Stored data
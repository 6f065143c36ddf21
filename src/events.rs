// everything a user can ask the game to do, and what comes back
use std::fmt;
use std::str::FromStr;
use std::sync::mpsc::{channel, Receiver, Sender};

use anyhow::{anyhow, bail, Context};
use engine::{Board, BoardListener, Color, DrawType, HistoryListener, Move, MoveHistory, Nag, Square};
use log::{debug, info};

#[derive(Clone, Debug, Eq, PartialEq)]
pub enum Command {
    Play(Move),
    Undo,
    Redo,
    Reset, // back to the start position
    End,   // forward to the end of the main line
    Fen(Option<String>), // show the FEN, or start over from one
    Moves(Square),       // legal moves starting on a square
    Line,
    Promote,
    Demote,
    Delete,
    Clear,
    Comment(String),
    Nag(Nag),
    Draw,
    Resign,
    Help,
    Quit,
}

pub const HELP: &str = "\
commands:
  e2e4 | e2-e4 | e7e8q   play a move
  undo / redo            step back or forward along the main line
  reset / end            jump to the start or the end of the main line
  fen [record]           show the position, or start over from a FEN record
  moves <square>         legal moves starting on a square
  line                   the moves leading to the current position
  promote / demote       reorder the variation holding the current move
  delete                 delete the current move and what follows it
  clear                  delete every continuation of the current move
  comment <text>         comment the current move (empty clears)
  nag <glyph|number>     toggle an annotation glyph, e.g. nag !? or nag 14
  draw / resign          offer a draw, or resign for the side to move
  help / quit";

impl FromStr for Command {
    type Err = anyhow::Error;

    fn from_str(s: &str) -> Result<Self, Self::Err> {
        let line = s.trim();
        let (word, rest) = match line.split_once(char::is_whitespace) {
            Some((word, rest)) => (word, rest.trim()),
            None => (line, ""),
        };
        let command = match word.to_ascii_lowercase().as_str() {
            "" => bail!("empty command"),
            "undo" => Command::Undo,
            "redo" => Command::Redo,
            "reset" => Command::Reset,
            "end" => Command::End,
            "fen" => Command::Fen((!rest.is_empty()).then(|| rest.to_string())),
            "moves" => {
                let square = rest
                    .parse()
                    .with_context(|| format!("moves needs a square, got '{rest}'"))?;
                Command::Moves(square)
            }
            "line" => Command::Line,
            "promote" => Command::Promote,
            "demote" => Command::Demote,
            "delete" => Command::Delete,
            "clear" => Command::Clear,
            "comment" => Command::Comment(rest.to_string()),
            "nag" => Command::Nag(rest.parse()?),
            "draw" => Command::Draw,
            "resign" => Command::Resign,
            "help" | "?" => Command::Help,
            "quit" | "exit" => Command::Quit,
            _ => Command::Play(
                line.parse()
                    .map_err(|_| anyhow!("unknown command '{line}', try 'help'"))?,
            ),
        };
        Ok(command)
    }
}

/// What the game answers with.
#[derive(Clone, Debug, Eq, PartialEq)]
pub enum Reply {
    Text(String),
    Quit,
}

impl fmt::Display for Reply {
    fn fmt(&self, f: &mut fmt::Formatter<'_>) -> fmt::Result {
        match self {
            Reply::Text(text) => f.write_str(text),
            Reply::Quit => f.write_str("bye"),
        }
    }
}

pub trait CommandHandler {
    fn handle(&mut self, command: Command) -> anyhow::Result<Reply>;
}

pub type CommandSender = Sender<Command>;
pub type CommandReceiver = Receiver<Command>;

/// Queue between whatever reads commands and the handler that runs them.
pub struct CommandBus {
    sender: CommandSender,
    receiver: CommandReceiver,
}

impl CommandBus {
    pub fn new() -> Self {
        let (sender, receiver) = channel();
        Self { sender, receiver }
    }

    pub fn sender(&self) -> CommandSender {
        self.sender.clone()
    }

    /// Runs commands until `quit` or until every sender is gone. Failed
    /// commands are reported and the loop carries on.
    pub fn run(
        self,
        handler: &mut dyn CommandHandler,
        mut report: impl FnMut(Result<&Reply, &anyhow::Error>),
    ) {
        let Self { sender, receiver } = self;
        drop(sender);
        while let Ok(command) = receiver.recv() {
            debug!("handling {command:?}");
            match handler.handle(command) {
                Ok(Reply::Quit) => {
                    report(Ok(&Reply::Quit));
                    break;
                }
                Ok(reply) => report(Ok(&reply)),
                Err(err) => report(Err(&err)),
            }
        }
    }
}

impl Default for CommandBus {
    fn default() -> Self {
        Self::new()
    }
}

/// Logs every board notification.
pub struct LoggingListener;

impl HistoryListener for LoggingListener {
    fn history_changed(&self, history: &MoveHistory) {
        debug!("history changed, {history}");
    }

    fn selection_changed(&self, history: &MoveHistory) {
        debug!("now at {}", history.current_node());
    }
}

impl BoardListener for LoggingListener {
    fn checkmate(&self, board: &Board, loser: Color) {
        info!("{loser} is checkmated after {}", describe_last(board));
    }

    fn drawn(&self, board: &Board, draw: DrawType) {
        info!("draw by {draw} after {}", describe_last(board));
    }

    fn draw_offered(&self, board: &Board) {
        info!("{} offers a draw", board.turn());
    }

    fn resigned(&self, _board: &Board, side: Color) {
        info!("{side} resigns");
    }
}

fn describe_last(board: &Board) -> &str {
    board.last_move_description().unwrap_or("the start position")
}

§ **EXERCISE BRIEF**
Take every line from the data that contains the word "CommandSender".

§ **EXERCISE SOLUTION**
pub type CommandSender = Sender<Command>;
    sender: CommandSender,
    pub fn sender(&self) -> CommandSender {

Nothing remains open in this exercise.